Since the 1920’s, with the laying of the first transatlantic cables, engineers began using the twisted copper phone cables to electronically send alphabetic characters and numbers while not in use. It was called “telex” – or more commonly, “texting” – and it was the near-exclusive domain of major industry and government. In the 60’s and 70’s, basic numeric data was being sent via existing radio waves to small receivers, which emitted a “beep” with each new message: thus was born the doctor’s “beeper.”
Then in 1984 an international group called the “Global System for Mobile Communications” – GSM for short – began working on a standard for using mobile phone networks to transmit short alphanumeric messages in Europe. They called it SMS, or Short Message Service, because at the time, nobody could imagine such messages would be anything other than short, impersonal, and strictly limited to business use. The standard lay largely dormant for years except among a handful of engineers and tech enthusiasts, read geeks, that tinkered with just how it might work.
When Jarvis sent his first message in 1992, mobile phones didn’t offer a function for sending texts, only receiving them. His holiday greeting received no attention save for a small circle of enthusiasts, and a few with an eye to the future.
One of those was Brennan Heydan, an engineer working in Ireland. “They said people would never use it, they wouldn’t be bothered to type messages on a phone,” he told the New York Times. But Hayden believed otherwise, and in 1993 sent the world’s first commercial text message via SMS, this time from Los Angeles. His message: “burp.”
A New Medium Finds Its Voice
In the mid-to-late 1990’s, as mobile phone competition began to seriously heat up around the world, manufacturers and service providers began offering SMS texting as a standard option. And on the surface, it had several advantages.

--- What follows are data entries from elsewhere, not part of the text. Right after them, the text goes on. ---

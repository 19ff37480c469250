//! Proc macros for clipper.
//!
//! # Available Macros
//!
//! - [`command`](macro@command) - Mark a function as a command and extract its
//!   metadata at compile time
//! - [`commands!`] - Collect the generated definitions of several commands
//!
//! These macros expand to paths under `::clipper`, so use them through the
//! `clipper` crate's re-exports rather than depending on this crate directly.
//!
//! For working examples, see `clipper/tests/command_macro.rs`.

mod command;

use proc_macro::TokenStream;

/// Marks a free function as a command.
///
/// Generates a hidden sibling `<fn>__command()` returning an opted-in
/// `clipper::FunctionDef`: the function's doc comment, its parameters (name,
/// type, default) in declaration order, its return type and a wrapper that
/// binds `Arguments` to the function's parameters.
///
/// # Parameters
///
/// - Plain `T`: required, bound positionally.
/// - `Option<T>`: optional, default `None`.
/// - `#[flag] name: bool`: optional `--name`, default `false`.
/// - `#[arg(default = <literal>)]`: optional `--name=value`.
/// - `#[arg(name = "x")]` / `#[flag(name = "x")]`: renames the option.
///
/// Underscores in parameter and function names become hyphens
/// (`dry_run` → `--dry-run`).
///
/// # Example
///
/// ```rust,ignore
/// use clipper::command;
///
/// /// Greets someone.
/// ///
/// /// # Arguments
/// ///
/// /// * `name` - Who to greet.
/// #[command]
/// fn greet(name: String, #[flag] shout: bool) -> String {
///     let text = format!("Hello, {name}!");
///     if shout { text.to_uppercase() } else { text }
/// }
///
/// let def = greet__command();
/// ```
///
/// # Errors
///
/// Fails to compile for methods, generic or async functions, reference
/// parameters, and `#[flag]` on a non-`bool` parameter.
#[proc_macro_attribute]
pub fn command(attr: TokenStream, item: TokenStream) -> TokenStream {
    command::command_impl(attr.into(), item.into())
        .unwrap_or_else(|e| e.to_compile_error())
        .into()
}

/// Collects the definitions of `#[command]` functions, in order.
///
/// `commands![add, tools::greet]` expands to
/// `vec![add__command(), tools::greet__command()]`.
#[proc_macro]
pub fn commands(input: TokenStream) -> TokenStream {
    command::commands_impl(input.into())
        .unwrap_or_else(|e| e.to_compile_error())
        .into()
}
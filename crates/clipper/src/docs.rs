//! Doc-comment extraction.
//!
//! Commands are documented with ordinary rustdoc comments. The parser
//! recognizes a small convention:
//!
//! ```text
//! /// Greets someone by name.
//! ///
//! /// # Arguments
//! ///
//! /// * `name` - Who to greet.
//! /// * `times` - How many times to repeat the greeting,
//! ///   continued on the next line.
//! ///
//! /// # Returns
//! ///
//! /// The greeting text.
//! ```
//!
//! Everything before the first heading is the summary. `# Arguments`
//! (also `# Parameters` / `# Args`) holds one bullet per parameter, written
//! `` * `name` - text `` or `` - `name`: text ``. `# Returns` holds the return
//! description. Other sections (`# Examples`, `# Errors`, ...) are ignored.

use serde::Serialize;

/// Structured documentation of one function.
#[derive(Debug, Clone, Default, PartialEq, Eq, Serialize)]
pub struct DocComment {
    /// Text before the first heading, trimmed. `None` when empty.
    pub summary: Option<String>,
    /// Documented parameters in the order they appear in the comment.
    pub parameters: Vec<(String, String)>,
    /// The `# Returns` section, joined into one line.
    pub returns: Option<String>,
}

#[derive(Clone, Copy, PartialEq)]
enum Section {
    Summary,
    Arguments,
    Returns,
    Other,
}

impl DocComment {
    /// Parses raw doc text (the joined contents of `#[doc = "..."]` attributes).
    pub fn parse(text: &str) -> Self {
        let mut section = Section::Summary;
        let mut summary: Vec<&str> = Vec::new();
        let mut parameters: Vec<(String, String)> = Vec::new();
        let mut returns: Vec<&str> = Vec::new();

        for raw in text.lines() {
            let line = raw.trim();

            if let Some(heading) = line.strip_prefix('#') {
                section = match heading.trim_start_matches('#').trim().to_ascii_lowercase().as_str() {
                    "arguments" | "parameters" | "args" => Section::Arguments,
                    "returns" | "return" => Section::Returns,
                    _ => Section::Other,
                };
                continue;
            }

            match section {
                Section::Summary => summary.push(line),
                Section::Returns => {
                    if !line.is_empty() {
                        returns.push(line);
                    }
                }
                Section::Arguments => {
                    if line.is_empty() {
                        continue;
                    }
                    if let Some(entry) = parse_parameter_line(line) {
                        parameters.push(entry);
                    } else if let Some((_, doc)) = parameters.last_mut() {
                        // continuation of the previous bullet
                        if !doc.is_empty() {
                            doc.push(' ');
                        }
                        doc.push_str(line);
                    }
                }
                Section::Other => {}
            }
        }

        let summary = summary.join("\n").trim().to_string();
        let returns = returns.join(" ");

        DocComment {
            summary: (!summary.is_empty()).then_some(summary),
            parameters,
            returns: (!returns.is_empty()).then_some(returns),
        }
    }

    /// Documentation of the named parameter, if any.
    pub fn parameter(&self, name: &str) -> Option<&str> {
        self.parameters
            .iter()
            .find(|(n, _)| n == name)
            .map(|(_, d)| d.as_str())
    }
}

/// Parses `` * `name` - text ``, `` - `name`: text `` or `* name - text`.
fn parse_parameter_line(line: &str) -> Option<(String, String)> {
    let rest = line
        .strip_prefix("* ")
        .or_else(|| line.strip_prefix("- "))?
        .trim_start();

    let (name, tail) = if let Some(quoted) = rest.strip_prefix('`') {
        let end = quoted.find('`')?;
        (&quoted[..end], &quoted[end + 1..])
    } else {
        let end = rest
            .find(|c: char| c.is_whitespace() || c == ':')
            .unwrap_or(rest.len());
        (&rest[..end], &rest[end..])
    };

    if name.is_empty() {
        return None;
    }

    let doc = tail
        .trim_start()
        .trim_start_matches([':', '-', '\u{2013}', '\u{2014}'])
        .trim();

    Some((name.to_string(), doc.to_string()))
}
//! Command descriptors.
//!
//! A [`CommandDescriptor`] wraps one opted-in function: its name, its
//! documentation, its parameters in declaration order, its return contract and
//! the callable that runs it. Descriptors are built once during discovery and
//! are immutable afterwards.
//!
//! # Callables
//!
//! The callable receives the bound [`Arguments`] and returns a [`Value`].
//! Anything implementing [`IntoCommandResult`] can be returned from the
//! closure, so both of these work:
//!
//! ```rust
//! use clipper::{Arguments, CommandDescriptor, ParameterDescriptor, TypeTag, Value};
//!
//! let add = CommandDescriptor::builder("add")
//!     .documentation("Adds two numbers.")
//!     .parameter(ParameterDescriptor::new("a", 0)?.with_type(TypeTag::Integer))
//!     .parameter(ParameterDescriptor::new("b", 1)?.with_type(TypeTag::Integer))
//!     .callable(|args: &Arguments| {
//!         let a: i64 = args.take("a")?;
//!         let b: i64 = args.take("b")?;
//!         Ok::<_, anyhow::Error>(a + b)
//!     })
//!     .build()?;
//!
//! let args = Arguments::new().with("a", 2i64).with("b", 3i64);
//! assert_eq!(add.invoke(&args)?, Value::Int(5));
//! # Ok::<(), Box<dyn std::error::Error>>(())
//! ```

use std::collections::HashSet;
use std::fmt;

use serde::Serialize;

use crate::config::HelpConfig;
use crate::error::{DescriptorError, DispatchError, Error, Result};
use crate::param::{validate_name, ParameterDescriptor, ReturnDescriptor};
use crate::value::{Arguments, IntoValue, Value};

/// Documentation shown for commands and modules that have none.
pub const NO_DOCUMENTATION: &str = "No documentation provided.";

/// The boxed function a descriptor invokes.
pub type Callable = Box<dyn Fn(&Arguments) -> Result<Value> + Send + Sync>;

/// Types a command callable may return.
///
/// Errors are wrapped as [`Error::Application`], except errors that already
/// are clipper errors: a [`DispatchError`] raised by `args.take(..)?` is
/// reported as a dispatch error and an [`Error`] passes through as is.
pub trait IntoCommandResult {
    fn into_command_result(self) -> Result<Value>;
}

impl<T, E> IntoCommandResult for std::result::Result<T, E>
where
    T: IntoValue,
    E: Into<anyhow::Error>,
{
    fn into_command_result(self) -> Result<Value> {
        self.map(IntoValue::into_value).map_err(|e| {
            let e: anyhow::Error = e.into();
            let e = match e.downcast::<Error>() {
                Ok(err) => return err,
                Err(e) => e,
            };
            match e.downcast::<DispatchError>() {
                Ok(err) => Error::Dispatch(err),
                Err(e) => Error::Application(e),
            }
        })
    }
}

/// Wraps a closure returning any [`IntoCommandResult`] into a [`Callable`].
pub fn callable<F, R>(f: F) -> Callable
where
    F: Fn(&Arguments) -> R + Send + Sync + 'static,
    R: IntoCommandResult,
{
    Box::new(move |args| f(args).into_command_result())
}

/// Metadata and entry point for one command.
#[derive(Serialize)]
pub struct CommandDescriptor {
    name: String,
    documentation: String,
    parameters: Vec<ParameterDescriptor>,
    returns: ReturnDescriptor,
    #[serde(skip)]
    invoke: Callable,
}

impl CommandDescriptor {
    /// Creates a descriptor, validating its metadata.
    ///
    /// `parameters` may arrive in any order; they are stored by declaration
    /// index. Fails if the name is empty or malformed, or if two parameters
    /// share a name or an index.
    pub fn new(
        name: impl Into<String>,
        documentation: Option<String>,
        mut parameters: Vec<ParameterDescriptor>,
        returns: ReturnDescriptor,
        invoke: Callable,
    ) -> std::result::Result<Self, DescriptorError> {
        let name = name.into();
        validate_name("command", &name)?;

        let mut names = HashSet::new();
        let mut indices = HashSet::new();
        for param in &parameters {
            if !names.insert(param.name()) {
                return Err(DescriptorError::DuplicateParameter {
                    command: name,
                    parameter: param.name().to_string(),
                });
            }
            if !indices.insert(param.index()) {
                return Err(DescriptorError::DuplicateIndex {
                    command: name,
                    index: param.index(),
                });
            }
        }
        parameters.sort_by_key(ParameterDescriptor::index);

        let documentation = documentation
            .map(|d| d.trim().to_string())
            .filter(|d| !d.is_empty())
            .unwrap_or_else(|| NO_DOCUMENTATION.to_string());

        Ok(Self {
            name,
            documentation,
            parameters,
            returns,
            invoke,
        })
    }

    /// Starts a [`CommandBuilder`].
    pub fn builder(name: impl Into<String>) -> CommandBuilder {
        CommandBuilder::new(name)
    }

    pub fn name(&self) -> &str {
        &self.name
    }

    pub fn documentation(&self) -> &str {
        &self.documentation
    }

    /// All parameters in declaration order.
    pub fn parameters(&self) -> &[ParameterDescriptor] {
        &self.parameters
    }

    pub fn parameter(&self, name: &str) -> Option<&ParameterDescriptor> {
        self.parameters.iter().find(|p| p.name() == name)
    }

    pub fn returns(&self) -> &ReturnDescriptor {
        &self.returns
    }

    /// Parameters without a default, in declaration order.
    pub fn required_parameters(&self) -> Vec<&ParameterDescriptor> {
        self.parameters_where(|p| !p.has_default())
    }

    /// Parameters with a default, in declaration order.
    pub fn optional_parameters(&self) -> Vec<&ParameterDescriptor> {
        self.parameters_where(ParameterDescriptor::has_default)
    }

    fn parameters_where(
        &self,
        keep: impl Fn(&ParameterDescriptor) -> bool,
    ) -> Vec<&ParameterDescriptor> {
        let mut result: Vec<_> = self.parameters.iter().filter(|p| keep(p)).collect();
        result.sort_by_key(|p| p.index());
        result
    }

    /// Length of the longest parameter name, or 0 without parameters.
    pub fn longest_parameter_name_length(&self) -> usize {
        self.parameters
            .iter()
            .map(|p| p.name().len())
            .max()
            .unwrap_or(0)
    }

    /// The one-line argument summary, e.g. `<src> <dst> [--force] [--mode=<mo>]`.
    pub fn usage_summary(&self) -> String {
        self.required_parameters()
            .into_iter()
            .chain(self.optional_parameters())
            .map(ParameterDescriptor::usage)
            .collect::<Vec<_>>()
            .join(" ")
    }

    /// The `<container> <command> <summary>` usage line, without indentation.
    pub fn usage_line(&self, container: &str) -> String {
        let line = format!("{} {} {}", container, self.name, self.usage_summary());
        line.trim_end().to_string()
    }

    /// Renders this command's help screen.
    pub fn help(&self, container: &str, config: &HelpConfig) -> String {
        let width = self.longest_parameter_name_length().max("help".len());
        let mut lines = vec![
            self.documentation.clone(),
            String::new(),
            "Usage:".to_string(),
            format!("{}{}", config.indent, self.usage_line(container)),
        ];

        let required = self.required_parameters();
        if !required.is_empty() {
            lines.push(String::new());
            lines.push("Positional arguments:".to_string());
            for param in required {
                lines.push(config.row(param.name(), width, param.documentation()));
            }
        }

        lines.push(String::new());
        lines.push("Options:".to_string());
        lines.push(config.row("--help", width + 2, &config.help_text));
        for param in self.optional_parameters() {
            let option = format!("--{}", param.name());
            lines.push(config.row(&option, width + 2, param.documentation()));
        }

        lines.join("\n")
    }

    /// Calls the bound function. Errors from the function body propagate
    /// unchanged.
    pub fn invoke(&self, arguments: &Arguments) -> Result<Value> {
        (self.invoke)(arguments)
    }
}

impl fmt::Debug for CommandDescriptor {
    fn fmt(&self, f: &mut fmt::Formatter<'_>) -> fmt::Result {
        f.debug_struct("CommandDescriptor")
            .field("name", &self.name)
            .field("documentation", &self.documentation)
            .field("parameters", &self.parameters)
            .field("returns", &self.returns)
            .finish_non_exhaustive()
    }
}

/// Builder for registering a command by hand.
pub struct CommandBuilder {
    name: String,
    documentation: Option<String>,
    parameters: Vec<ParameterDescriptor>,
    returns: ReturnDescriptor,
    invoke: Option<Callable>,
}

impl CommandBuilder {
    pub fn new(name: impl Into<String>) -> Self {
        Self {
            name: name.into(),
            documentation: None,
            parameters: Vec::new(),
            returns: ReturnDescriptor::default(),
            invoke: None,
        }
    }

    pub fn documentation(mut self, documentation: impl Into<String>) -> Self {
        self.documentation = Some(documentation.into());
        self
    }

    pub fn parameter(mut self, parameter: ParameterDescriptor) -> Self {
        self.parameters.push(parameter);
        self
    }

    pub fn returns(mut self, returns: ReturnDescriptor) -> Self {
        self.returns = returns;
        self
    }

    pub fn callable<F, R>(mut self, f: F) -> Self
    where
        F: Fn(&Arguments) -> R + Send + Sync + 'static,
        R: IntoCommandResult,
    {
        self.invoke = Some(callable(f));
        self
    }

    /// Builds the descriptor. A command without a callable returns [`Value::None`].
    pub fn build(self) -> std::result::Result<CommandDescriptor, DescriptorError> {
        let invoke = self
            .invoke
            .unwrap_or_else(|| Box::new(|_: &Arguments| Ok(Value::None)));
        CommandDescriptor::new(
            self.name,
            self.documentation,
            self.parameters,
            self.returns,
            invoke,
        )
    }
}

First, a message can be sent relatively quickly using just the recipient’s phone number, meaning users no longer had to use clunky email programs to send messages. Second, SMS is robust: because of the limited bandwidth it takes up, text messages are often more reliable to reach the recipient than email or even phone calls, especially in times of heavy network use. And finally, texting is fast. Users soon discovered they could send several messages in the time it took to dial a phone and wait for someone to answer.

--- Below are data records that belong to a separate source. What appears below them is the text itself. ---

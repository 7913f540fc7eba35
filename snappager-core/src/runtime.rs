// SPDX-License-Identifier: Apache-2.0
// Copyright 2025 Ankit Kumar Pandey

//! Runtime: one handshake connection, any number of handler generations.
//!
//! The runtime maps the backing file once and shares the resulting
//! [`PageOperations`] with every handler created on its connection. All
//! dispatch happens on the thread calling [`Runtime::run`].

use std::collections::HashMap;
use std::fs::File;
use std::os::fd::{AsRawFd, RawFd};
use std::os::unix::net::{UnixListener, UnixStream};
use std::path::Path;
use std::sync::atomic::{AtomicI32, Ordering};
use std::sync::Arc;

use nix::sys::signal::{kill, Signal};
use nix::sys::socket::{getsockopt, sockopt};
use nix::unistd::Pid;

use crate::chunk::ChunkStore;
use crate::config::PagerConfig;
use crate::error::{PagerError, PagerResult};
use crate::handler::UffdHandler;
use crate::pager::{BackingSource, PageOperations};
use crate::reactor::{Connection, EventSink, Reactor};
use crate::tracer::PageFaultTracer;
use crate::working_set::WorkingSet;

pub struct Runtime {
    stream: UnixStream,
    ops: Arc<PageOperations>,
    guest_size: u64,
    peer_pid: Option<Pid>,
    handlers: HashMap<RawFd, UffdHandler>,
}

impl Runtime {
    /// Map `backing_file`, load the working set and prepare the shared page operations.
    ///
    /// In lazy mode `backing_file` is a recipe and `chunk_store` is required.
    pub fn new(
        stream: UnixStream,
        backing_file: &File,
        working_set_file: Option<&Path>,
        tracer: PageFaultTracer,
        lazy: bool,
        chunk_store: Option<Arc<dyn ChunkStore>>,
        threads: usize,
    ) -> PagerResult<Self> {
        let peer_pid = peer_credentials(&stream);

        let source = BackingSource::open(backing_file, lazy, chunk_store)?;
        let guest_size = source.logical_size();

        let working_set = match working_set_file {
            Some(path) => WorkingSet::load(path)?,
            None => WorkingSet::empty(),
        };

        tracing::info!(
            guest_size = guest_size,
            lazy = lazy,
            working_set_pages = working_set.len(),
            threads = threads,
            tracing_enabled = tracer.is_enabled(),
            "Runtime initialized"
        );

        Ok(Self {
            stream,
            ops: Arc::new(PageOperations::new(source, working_set, threads, tracer)),
            guest_size,
            peer_pid,
            handlers: HashMap::new(),
        })
    }

    /// Pid of the hypervisor, when its credentials could be read.
    pub fn peer_pid(&self) -> Option<Pid> {
        self.peer_pid
    }

    /// Operations shared by all handlers of this runtime.
    pub fn page_operations(&self) -> &Arc<PageOperations> {
        &self.ops
    }

    /// Guest memory size every region table must cover.
    pub fn guest_size(&self) -> u64 {
        self.guest_size
    }

    /// Live handlers.
    pub fn handler_count(&self) -> usize {
        self.handlers.len()
    }

    /// Poll the handshake socket and every live userfaultfd until the
    /// hypervisor closes the connection.
    ///
    /// `dispatch` is called with the handler whose descriptor became readable.
    /// The tracer is closed before returning.
    pub fn run<F>(&mut self, dispatch: F) -> PagerResult<()>
    where
        F: FnMut(&mut UffdHandler) -> PagerResult<()>,
    {
        let mut reactor = Reactor::new(self.stream.as_raw_fd());
        for &fd in self.handlers.keys() {
            reactor.add(fd);
        }

        let mut sink = RuntimeSink {
            stream: &self.stream,
            ops: &self.ops,
            guest_size: self.guest_size,
            handlers: &mut self.handlers,
            dispatch,
        };
        let result = reactor.run(&mut sink);
        let closed = self.ops.tracer().close();

        match result {
            Ok(()) => {
                tracing::info!("Handshake peer closed, runtime stopped");
                closed
            }
            Err(e) => {
                if let Err(close_err) = closed {
                    tracing::error!(error = %close_err, "Failed to close page fault tracer");
                }
                Err(e)
            }
        }
    }
}

struct RuntimeSink<'a, F> {
    stream: &'a UnixStream,
    ops: &'a Arc<PageOperations>,
    guest_size: u64,
    handlers: &'a mut HashMap<RawFd, UffdHandler>,
    dispatch: F,
}

impl<F> EventSink for RuntimeSink<'_, F>
where
    F: FnMut(&mut UffdHandler) -> PagerResult<()>,
{
    fn on_connection(&mut self) -> PagerResult<Connection> {
        match UffdHandler::from_unix_stream(self.stream, Arc::clone(self.ops), self.guest_size) {
            Ok(handler) => {
                let fd = handler.raw_fd();
                self.handlers.insert(fd, handler);
                Ok(Connection::Registered(fd))
            }
            Err(e) if e.is_eof() => Ok(Connection::Closed),
            Err(e) => Err(e),
        }
    }

    fn on_readable(&mut self, fd: RawFd) -> PagerResult<()> {
        match self.handlers.get_mut(&fd) {
            Some(handler) => (self.dispatch)(handler),
            None => Ok(()),
        }
    }

    fn on_removed(&mut self, fd: RawFd) {
        if self.handlers.remove(&fd).is_some() {
            tracing::info!(uffd = fd, "UFFD handler removed");
        }
    }
}

fn peer_credentials(stream: &UnixStream) -> Option<Pid> {
    match getsockopt(stream, sockopt::PeerCredentials) {
        Ok(creds) => {
            tracing::info!(
                pid = creds.pid(),
                uid = creds.uid(),
                gid = creds.gid(),
                "Hypervisor connected"
            );
            Some(Pid::from_raw(creds.pid()))
        }
        Err(e) => {
            tracing::warn!(error = %e, "Could not read peer credentials");
            None
        }
    }
}

/// The hypervisor process behind the handshake socket, once it has connected.
///
/// Shared with whoever handles shutdown signals: a hypervisor left running
/// after the page server exits hangs on its next fault.
#[derive(Debug, Default)]
pub struct PeerProcess {
    pid: AtomicI32,
}

impl PeerProcess {
    pub fn new() -> Self {
        Self::default()
    }

    pub fn set(&self, pid: Pid) {
        self.pid.store(pid.as_raw(), Ordering::Release);
    }

    /// Known peer pid. Never zero or negative, so it cannot name a process group.
    pub fn pid(&self) -> Option<Pid> {
        match self.pid.load(Ordering::Acquire) {
            pid if pid > 0 => Some(Pid::from_raw(pid)),
            _ => None,
        }
    }

    /// Send SIGTERM to the peer. Returns false when no peer has connected.
    pub fn terminate(&self) -> PagerResult<bool> {
        let Some(pid) = self.pid() else {
            return Ok(false);
        };
        kill(pid, Signal::SIGTERM).map_err(|e| PagerError::Syscall {
            syscall: "kill",
            message: e.to_string(),
        })?;
        tracing::info!(pid = pid.as_raw(), "Sent SIGTERM to hypervisor");
        Ok(true)
    }
}

fn remove_stale_socket(path: &Path) -> PagerResult<()> {
    match std::fs::remove_file(path) {
        Ok(()) => {
            tracing::debug!(path = %path.display(), "Removed stale socket");
            Ok(())
        }
        Err(e) if e.kind() == std::io::ErrorKind::NotFound => Ok(()),
        Err(e) => Err(PagerError::Io {
            context: "removing stale handshake socket",
            source: e,
        }),
    }
}

/// Serve one VM: bind the handshake socket, accept the hypervisor and run
/// the standard dispatch until the connection closes.
///
/// Blocks the calling thread. Returns on handshake failure or graceful
/// peer shutdown.
pub fn start_uffd_handler(
    config: &PagerConfig,
    chunk_store: Option<Arc<dyn ChunkStore>>,
) -> PagerResult<()> {
    start_uffd_handler_with_peer(config, chunk_store, &PeerProcess::new())
}

/// [`start_uffd_handler`], publishing the hypervisor pid to `peer` once it connects.
pub fn start_uffd_handler_with_peer(
    config: &PagerConfig,
    chunk_store: Option<Arc<dyn ChunkStore>>,
    peer: &PeerProcess,
) -> PagerResult<()> {
    let backing_file = File::open(&config.memory_file).map_err(|e| PagerError::Io {
        context: "opening memory file",
        source: e,
    })?;
    let tracer = PageFaultTracer::from_path(config.trace_file.as_deref())?;

    remove_stale_socket(&config.socket_path)?;
    let listener = UnixListener::bind(&config.socket_path).map_err(|e| PagerError::Io {
        context: "binding handshake socket",
        source: e,
    })?;
    tracing::info!(socket = %config.socket_path.display(), "Waiting for hypervisor");

    let (stream, _) = listener.accept().map_err(|e| PagerError::Io {
        context: "accepting handshake connection",
        source: e,
    })?;
    drop(listener);

    let result = Runtime::new(
        stream,
        &backing_file,
        config.working_set_file.as_deref(),
        tracer,
        config.lazy,
        chunk_store,
        config.threads,
    )
    .and_then(|mut runtime| {
        if let Some(pid) = runtime.peer_pid() {
            peer.set(pid);
        }
        runtime.run(|handler| handler.serve_pending_events())
    });

    if let Err(e) = std::fs::remove_file(&config.socket_path) {
        tracing::debug!(error = %e, "Handshake socket already gone");
    }
    result
}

That said, SMS texting – or just ‘texting’ by now – wasn’t perfect. As its use exploded, service providers experimented with different ways to charge for its use, sometimes charging the recipient or the sender, sometimes for a flat fee or per character, leading to confusion between networks and across nations. Mobile manufacturers had to re-tool their product lines to make texting easier at the same time they struggled to add new features and shrink phone size.
And, like any new medium, its users didn’t really have any rules for how to text, using as few characters as possible but still making your intent clear. Like email before it, a new etiquette took time to develop around when and how to send messages, how often, to whom and what they should – and most definitely should not – be about. (Example: is it OK to break up with someone via text? My answer: not if you’re the one being broken up with.)

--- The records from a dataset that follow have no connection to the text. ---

//! Custom error types for snappager.
//!
//! Explicit enum error types only. No `Box<dyn Error>`, no `anyhow::Result`.
//! Transient kernel races (`EAGAIN`, `EEXIST`) never show up here: they are
//! resolved where the ioctl is issued.

use std::path::PathBuf;

use thiserror::Error;

/// Top-level error type for the demand-paging engine.
#[derive(Debug, Error)]
pub enum PagerError {
    // =========================================================================
    // Configuration Errors - Fail-Fast on Invalid Config
    // =========================================================================
    #[error("Hard validation error: {0}")]
    HardValidation(#[from] HardValidationError),

    #[error("Configuration file not found: {path}")]
    ConfigNotFound { path: PathBuf },

    #[error("Configuration parse error: {message}")]
    ConfigParse { message: String },

    // =========================================================================
    // Handshake Errors - Non-retryable once the bounded read retry is spent
    // =========================================================================
    #[error("Handshake error: {0}")]
    Handshake(#[from] HandshakeError),

    // =========================================================================
    // Fault Servicing Errors
    // =========================================================================
    #[error("Fault error: {0}")]
    Fault(#[from] FaultError),

    #[error("Chunk error: {0}")]
    Chunk(#[from] ChunkError),

    #[error("Working set error: {0}")]
    WorkingSet(#[from] WorkingSetError),

    // =========================================================================
    // System Errors
    // =========================================================================
    #[error("IO error: {context} - {source}")]
    Io {
        context: &'static str,
        #[source]
        source: std::io::Error,
    },

    #[error("System call failed: {syscall} - {message}")]
    Syscall {
        syscall: &'static str,
        message: String,
    },
}

impl PagerError {
    /// True when the hypervisor closed the handshake socket.
    ///
    /// This is the only graceful shutdown signal of a runtime.
    pub fn is_eof(&self) -> bool {
        matches!(self, Self::Handshake(HandshakeError::Eof))
    }

    /// True when a fault that failed with this error may succeed on retry.
    pub fn is_transient(&self) -> bool {
        matches!(self, Self::Chunk(ChunkError::Download { .. }))
    }
}

/// Hard validation errors prevent the handler from starting at all.
#[derive(Debug, Error)]
pub enum HardValidationError {
    #[error("Missing required field: {field} in {context}")]
    MissingRequiredField {
        field: &'static str,
        context: String,
    },

    #[error("Invalid field value: {field} = {value} - {reason}")]
    InvalidFieldValue {
        field: &'static str,
        value: String,
        reason: String,
    },

    #[error("Invalid page size: {page_size} (must be a positive power of two)")]
    InvalidPageSize { page_size: u64 },

    #[error("Invalid chunk hash: {value} - {reason}")]
    InvalidChunkHash { value: String, reason: String },
}

/// Errors raised while receiving the region table and userfaultfd from the hypervisor.
#[derive(Debug, Error)]
pub enum HandshakeError {
    #[error("Handshake peer closed the connection")]
    Eof,

    #[error("Failed to receive handshake message: {reason}")]
    Recv { reason: String },

    #[error("No userfaultfd received after {attempts} attempts, last body: '{body}'")]
    MissingUffd { attempts: u32, body: String },

    #[error("Cannot deserialize memory mappings: {reason}, body: '{body}'")]
    InvalidMappings { reason: String, body: String },

    #[error("No memory regions received")]
    NoRegions,

    #[error("Memory size mismatch: expected {expected} bytes, regions cover {actual}")]
    SizeMismatch { expected: u64, actual: u64 },

    #[error("Invalid page size in region table: {page_size}")]
    InvalidPageSize { page_size: u64 },

    #[error("Regions at {first:#x} and {second:#x} overlap")]
    OverlappingRegions { first: u64, second: u64 },
}

/// Errors raised while reading or resolving a single fault.
#[derive(Debug, Error)]
pub enum FaultError {
    #[error("Failed to read uffd event: {source}")]
    ReadEvent {
        #[source]
        source: std::io::Error,
    },

    #[error("Incomplete uffd message: got {got} bytes, expected {expected}")]
    ShortRead { got: usize, expected: usize },

    #[error("Address {addr:#x} is not within any guest region mapping")]
    UnmappedAddress { addr: u64 },

    #[error("Source range {offset:#x}+{len:#x} exceeds backing memory of {size:#x} bytes")]
    SourceOutOfBounds { offset: u64, len: u64, size: u64 },

    #[error("Recipe offset {offset:#x} exceeds recipe of {size:#x} bytes")]
    RecipeOutOfBounds { offset: u64, size: u64 },
}

/// Errors from the remote content-addressed chunk store.
#[derive(Debug, Error)]
pub enum ChunkError {
    #[error("Failed to download chunk {hash}: {reason}")]
    Download { hash: String, reason: String },

    #[error("Chunk {hash} is {len} bytes, need at least {needed}")]
    TooShort { hash: String, len: usize, needed: usize },

    #[error("Invalid chunk size: {chunk_size} - {reason}")]
    InvalidChunkSize { chunk_size: u64, reason: String },

    #[error("Lazy restore requested without a chunk store")]
    StoreMissing,
}

/// Errors while loading the working-set CSV.
#[derive(Debug, Error)]
pub enum WorkingSetError {
    #[error("Failed to read working set {path}: {source}")]
    Read {
        path: PathBuf,
        #[source]
        source: std::io::Error,
    },

    #[error("Malformed working set row {line}: '{row}' - {reason}")]
    MalformedRow {
        line: usize,
        row: String,
        reason: String,
    },
}

/// Result type alias using PagerError.
pub type PagerResult<T> = Result<T, PagerError>;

Soon users were developing not just their own rules of the digital road but a new language as well. “ROFL”, “OMG”, “LOL” and “IMHO” soon populated not just the textverse, but began seeping into people’s actual real-life conversations. Emoticons went from punctuation marks you had to view sideways to elaborate graphic images encompassing just about every feeling imaginable. Phones grew so text friendly that some began to wonder if they were even phones any more.
And by some, I mean specifically old-timers, like myself. A growing raft of studies all point to the same trends: young people are emailing less, texting more, and increasingly not bothering with the actual telephone unless they absolutely have to. No less a figure than AT&T CEO Randall Stephenson now says it’s “inevitable” that service providers will begin offering data-only mobile plans, and eschew the telephone completely.
While this is purely anecdotal, it’s been my experience (and that of just about everyone I know) that how you prefer to communicate says a lot about your age. For friends and colleagues generally under 35, I text them. 35 to maybe around 60, email is where it’s at. And those over 60 would really just prefer you picked up the darn telephone and called them. I’m curious if others find similar trends.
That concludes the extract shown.